Whether or not the spread of agriculture in Europe was accompanied by movements of people is a long-standing question in archeology and anthropology, which has been frequently addressed with the help of population genetic data. Estimates on dates of expansion and geographic origins obtained from genetic data are however sensitive to the calibration of mutation rates and to the mathematical models used to perform inference. For instance, recent data on the Y chromosome haplogroup R1b1b2 (M269) have either suggested a Neolithic origin for European paternal lineages or a more ancient Paleolithic origin depending on the calibration of Y-STR mutation rates. Here we examine the date of expansion and the geographic origin of hgR1b1b2 considering two current estimates of mutation rates in a total of fourteen realistic wave-of-advance models. We report that a range expansion dating to the Paleolithic is unlikely to explain the observed geographical distribution of microsatellite diversity, and that whether the data is informative with respect to the spread of agriculture in Europe depends on the mutation rate assumption in a critical way.
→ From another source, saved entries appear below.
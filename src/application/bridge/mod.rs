mod error;
pub mod schema;
mod session;
mod tool;

pub use error::{DiscoveryError, SessionError, ToolCallError};
pub use schema::{ArgumentError, SchemaError};
pub use session::{DEFAULT_SESSION_TIMEOUT, StdioSession, ToolOutcome};
pub use tool::{CallableTool, SessionTransport, StdioTransport};

pub(crate) use crate::config::{DiscoveryPolicy, ServerSpec};
use serde::{Deserialize, Serialize};
use serde_json::Value;
use std::collections::HashMap;
use std::sync::Arc;
use tracing::{info, warn};

/// A tool as advertised by a provider's `tools/list` response.
#[derive(Debug, Clone, Serialize, Deserialize)]
pub struct ToolSchema {
    pub name: String,
    #[serde(default)]
    pub description: Option<String>,
    #[serde(rename = "inputSchema", default)]
    pub input_schema: Value,
}

/// A provider or tool that contributed nothing to the inventory, and why.
#[derive(Debug, Clone, Serialize)]
pub struct DiscoveryFailure {
    pub server: String,
    pub tool: Option<String>,
    pub reason: String,
}

/// The merged, immutable tool set built once at startup and shared
/// read-only by every request afterwards.
pub struct ToolInventory {
    tools: Vec<Arc<CallableTool>>,
    failures: Vec<DiscoveryFailure>,
    index: HashMap<String, usize>,
}

impl std::fmt::Debug for ToolInventory {
    fn fmt(&self, f: &mut std::fmt::Formatter<'_>) -> std::fmt::Result {
        f.debug_struct("ToolInventory")
            .field("tools", &self.tools.len())
            .field("failures", &self.failures)
            .field("index", &self.index)
            .finish()
    }
}

impl ToolInventory {
    pub fn tools(&self) -> &[Arc<CallableTool>] {
        &self.tools
    }

    pub fn failures(&self) -> &[DiscoveryFailure] {
        &self.failures
    }

    pub fn get(&self, name: &str) -> Option<&Arc<CallableTool>> {
        self.index.get(name).map(|&at| &self.tools[at])
    }

    pub fn len(&self) -> usize {
        self.tools.len()
    }

    pub fn is_empty(&self) -> bool {
        self.tools.is_empty()
    }
}

/// Builds one [`CallableTool`] per schema advertised by each server. Each
/// server is listed over its own short-lived session; the session is gone
/// by the time the tools exist, so every tool captures the launch spec
/// instead of a connection.
///
/// Under the default best-effort policy a failing server contributes zero
/// tools and a recorded failure without aborting its siblings; fail-fast
/// aborts on the first server failure. A tool whose schema does not
/// compile is dropped alone. A name collision across the merged set is a
/// configuration error.
pub async fn discover(
    specs: &[Arc<ServerSpec>],
    transport: Arc<dyn SessionTransport>,
    policy: DiscoveryPolicy,
) -> Result<ToolInventory, DiscoveryError> {
    let mut tools: Vec<Arc<CallableTool>> = Vec::new();
    let mut failures = Vec::new();
    let mut owners: HashMap<String, String> = HashMap::new();

    for spec in specs {
        info!(server = %spec.id, "Listing tools from MCP server");
        let schemas = match transport.list_tools(spec).await {
            Ok(schemas) => schemas,
            Err(source) => {
                warn!(server = %spec.id, %source, "MCP server failed during discovery");
                if policy == DiscoveryPolicy::FailFast {
                    return Err(DiscoveryError::Aborted {
                        server: spec.id.clone(),
                        source,
                    });
                }
                failures.push(DiscoveryFailure {
                    server: spec.id.clone(),
                    tool: None,
                    reason: source.to_string(),
                });
                continue;
            }
        };

        for schema in schemas {
            if let Some(first) = owners.get(&schema.name) {
                return Err(DiscoveryError::NameCollision {
                    name: schema.name,
                    first: first.clone(),
                    second: spec.id.clone(),
                });
            }
            match schema::compile(&schema.input_schema) {
                Ok(validator) => {
                    owners.insert(schema.name.clone(), spec.id.clone());
                    tools.push(Arc::new(CallableTool::new(
                        schema,
                        validator,
                        Arc::clone(spec),
                        Arc::clone(&transport),
                    )));
                }
                Err(source) => {
                    warn!(
                        server = %spec.id,
                        tool = %schema.name,
                        %source,
                        "Dropping tool with uncompilable schema"
                    );
                    failures.push(DiscoveryFailure {
                        server: spec.id.clone(),
                        tool: Some(schema.name),
                        reason: source.to_string(),
                    });
                }
            }
        }
    }

    info!(
        tool_count = tools.len(),
        failure_count = failures.len(),
        "Tool discovery finished"
    );
    let index = tools
        .iter()
        .enumerate()
        .map(|(at, tool)| (tool.name().to_string(), at))
        .collect();
    Ok(ToolInventory {
        tools,
        failures,
        index,
    })
}

#[cfg(test)]
mod tests {
    use super::*;
    use async_trait::async_trait;
    use serde_json::json;
    use std::collections::BTreeMap;
    use std::sync::Mutex;
    use std::sync::atomic::{AtomicUsize, Ordering};

    fn spec(id: &str) -> Arc<ServerSpec> {
        Arc::new(ServerSpec {
            id: id.to_string(),
            command: "unused".to_string(),
            args: Vec::new(),
            env: BTreeMap::new(),
            workdir: None,
        })
    }

    fn schema(name: &str) -> ToolSchema {
        ToolSchema {
            name: name.to_string(),
            description: Some(format!("{name} tool")),
            input_schema: json!({
                "type": "object",
                "properties": { "text": { "type": "string" } },
                "required": ["text"]
            }),
        }
    }

    /// Counts sessions so tests can assert one open/close pair per call.
    struct FakeTransport {
        catalogues: HashMap<String, Result<Vec<ToolSchema>, ()>>,
        outcome: ToolOutcome,
        sessions: AtomicUsize,
        calls: Mutex<Vec<(String, String, Value)>>,
    }

    impl FakeTransport {
        fn new(catalogues: HashMap<String, Result<Vec<ToolSchema>, ()>>) -> Self {
            Self {
                catalogues,
                outcome: ToolOutcome {
                    is_error: false,
                    content: json!([{ "type": "text", "text": "ok" }]),
                },
                sessions: AtomicUsize::new(0),
                calls: Mutex::new(Vec::new()),
            }
        }

        fn with_outcome(mut self, outcome: ToolOutcome) -> Self {
            self.outcome = outcome;
            self
        }

        fn session_count(&self) -> usize {
            self.sessions.load(Ordering::SeqCst)
        }
    }

    #[async_trait]
    impl SessionTransport for FakeTransport {
        async fn list_tools(&self, spec: &ServerSpec) -> Result<Vec<ToolSchema>, SessionError> {
            self.sessions.fetch_add(1, Ordering::SeqCst);
            match self.catalogues.get(&spec.id) {
                Some(Ok(schemas)) => Ok(schemas.clone()),
                _ => Err(SessionError::Handshake {
                    server: spec.id.clone(),
                    reason: "scripted failure".to_string(),
                }),
            }
        }

        async fn call_tool(
            &self,
            spec: &ServerSpec,
            tool: &str,
            arguments: Value,
        ) -> Result<ToolOutcome, SessionError> {
            self.sessions.fetch_add(1, Ordering::SeqCst);
            self.calls
                .lock()
                .expect("calls lock")
                .push((spec.id.clone(), tool.to_string(), arguments));
            Ok(self.outcome.clone())
        }
    }

    #[tokio::test]
    async fn merges_tools_from_all_servers() {
        let transport = Arc::new(FakeTransport::new(HashMap::from([
            ("alpha".to_string(), Ok(vec![schema("echo"), schema("read")])),
            ("beta".to_string(), Ok(vec![schema("write")])),
        ])));
        let specs = vec![spec("alpha"), spec("beta")];

        let inventory = discover(&specs, transport.clone(), DiscoveryPolicy::BestEffort)
            .await
            .expect("discover succeeds");

        assert_eq!(inventory.len(), 3);
        assert!(inventory.failures().is_empty());
        assert!(inventory.get("write").is_some());
        // One listing session per server, none left behind.
        assert_eq!(transport.session_count(), 2);
    }

    #[tokio::test]
    async fn failing_server_does_not_block_healthy_sibling() {
        let transport = Arc::new(FakeTransport::new(HashMap::from([
            ("broken".to_string(), Err(())),
            ("healthy".to_string(), Ok(vec![schema("echo")])),
        ])));
        let specs = vec![spec("broken"), spec("healthy")];

        let inventory = discover(&specs, transport, DiscoveryPolicy::BestEffort)
            .await
            .expect("discover succeeds");

        assert_eq!(inventory.len(), 1);
        assert!(inventory.get("echo").is_some());
        assert_eq!(inventory.failures().len(), 1);
        assert_eq!(inventory.failures()[0].server, "broken");
        assert!(inventory.failures()[0].tool.is_none());
    }

    #[tokio::test]
    async fn fail_fast_aborts_on_first_failure() {
        let transport = Arc::new(FakeTransport::new(HashMap::from([
            ("broken".to_string(), Err(())),
            ("healthy".to_string(), Ok(vec![schema("echo")])),
        ])));
        let specs = vec![spec("broken"), spec("healthy")];

        let error = discover(&specs, transport, DiscoveryPolicy::FailFast)
            .await
            .expect_err("discovery must abort");
        assert!(matches!(error, DiscoveryError::Aborted { server, .. } if server == "broken"));
    }

    #[tokio::test]
    async fn duplicate_tool_name_is_flagged() {
        let transport = Arc::new(FakeTransport::new(HashMap::from([
            ("alpha".to_string(), Ok(vec![schema("echo")])),
            ("beta".to_string(), Ok(vec![schema("echo")])),
        ])));
        let specs = vec![spec("alpha"), spec("beta")];

        let error = discover(&specs, transport, DiscoveryPolicy::BestEffort)
            .await
            .expect_err("collision must be flagged");
        assert!(matches!(
            error,
            DiscoveryError::NameCollision { name, .. } if name == "echo"
        ));
    }

    #[tokio::test]
    async fn uncompilable_schema_drops_that_tool_only() {
        let bad = ToolSchema {
            name: "bad".to_string(),
            description: None,
            input_schema: json!({ "type": "array" }),
        };
        let transport = Arc::new(FakeTransport::new(HashMap::from([(
            "alpha".to_string(),
            Ok(vec![schema("echo"), bad]),
        )])));
        let specs = vec![spec("alpha")];

        let inventory = discover(&specs, transport, DiscoveryPolicy::BestEffort)
            .await
            .expect("discover succeeds");

        assert_eq!(inventory.len(), 1);
        assert_eq!(inventory.failures().len(), 1);
        assert_eq!(inventory.failures()[0].tool.as_deref(), Some("bad"));
    }

    #[tokio::test]
    async fn invoke_validates_before_opening_a_session() {
        let transport = Arc::new(FakeTransport::new(HashMap::from([(
            "alpha".to_string(),
            Ok(vec![schema("echo")]),
        )])));
        let specs = vec![spec("alpha")];
        let inventory = discover(&specs, transport.clone(), DiscoveryPolicy::BestEffort)
            .await
            .expect("discover succeeds");
        let sessions_after_discovery = transport.session_count();

        let tool = inventory.get("echo").expect("echo tool");
        let error = tool.invoke(json!({})).await.expect_err("must fail");
        assert!(matches!(
            error,
            ToolCallError::Arguments(ArgumentError::MissingRequired { .. })
        ));
        // Rejected arguments never reach the subprocess.
        assert_eq!(transport.session_count(), sessions_after_discovery);
    }

    #[tokio::test]
    async fn invoke_runs_one_session_per_call() {
        let transport = Arc::new(FakeTransport::new(HashMap::from([(
            "alpha".to_string(),
            Ok(vec![schema("echo")]),
        )])));
        let specs = vec![spec("alpha")];
        let inventory = discover(&specs, transport.clone(), DiscoveryPolicy::BestEffort)
            .await
            .expect("discover succeeds");
        let baseline = transport.session_count();

        let tool = inventory.get("echo").expect("echo tool");
        tool.invoke(json!({ "text": "one" })).await.expect("first call");
        tool.invoke(json!({ "text": "two" })).await.expect("second call");

        assert_eq!(transport.session_count(), baseline + 2);
        let calls = transport.calls.lock().expect("calls lock");
        assert_eq!(calls.len(), 2);
        assert_eq!(calls[0].1, "echo");
    }

    #[tokio::test]
    async fn provider_reported_failure_is_typed() {
        let transport = Arc::new(
            FakeTransport::new(HashMap::from([(
                "alpha".to_string(),
                Ok(vec![schema("echo")]),
            )]))
            .with_outcome(ToolOutcome {
                is_error: true,
                content: json!([{ "type": "text", "text": "upstream exploded" }]),
            }),
        );
        let specs = vec![spec("alpha")];
        let inventory = discover(&specs, transport, DiscoveryPolicy::BestEffort)
            .await
            .expect("discover succeeds");

        let tool = inventory.get("echo").expect("echo tool");
        let error = tool
            .invoke(json!({ "text": "boom" }))
            .await
            .expect_err("must fail");
        assert!(matches!(
            error,
            ToolCallError::Tool { detail, .. } if detail == "upstream exploded"
        ));
    }
}
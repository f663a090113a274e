pub mod model;
pub mod server;
pub mod terminal;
Since the development of molecular markers, genetics has been extensively used to address the question of the diffusion of agriculture into Europe, one of the long-standing debates in archaeology and anthropology [1][3]. Though archaeologists have considered more sophisticated models of diffusion in the last decade [4], two scenarios are frequently contrasted in the population genetics literature. In 1971, a seminal work by Ammerman and Cavalli-Sforza used radiocarbon dates from Neolithic sites to propose a “wave-of-advance” model of the spread of agriculture in Europe. In this “demic” process, local population growth and migration produce demographic expansion following a traveling wave from the southeast to the northwest of Europe [5]. The wave-of-advance model argues that farmers expanded into Europe from West-Asia about 10,000 years ago, and replaced resident hunter-gatherers with little or no genetic admixture [6], [7]. Alternatively, several archaeologists have hypothesized a cultural model of the development of agriculture, where cultivated plants, domesticated animals and the associated agricultural techniques were adopted with only limited human movements [3], [8]. According to this “cultural” model, the Neolithic farmers did not migrate. Instead the technologies were transmitted to the resident hunter-gatherers who changed their lifestyle and converted to farming. Yet the prehistory of European populations is poorly understood, and the debate between the demic and cultural diffusion models is still active today.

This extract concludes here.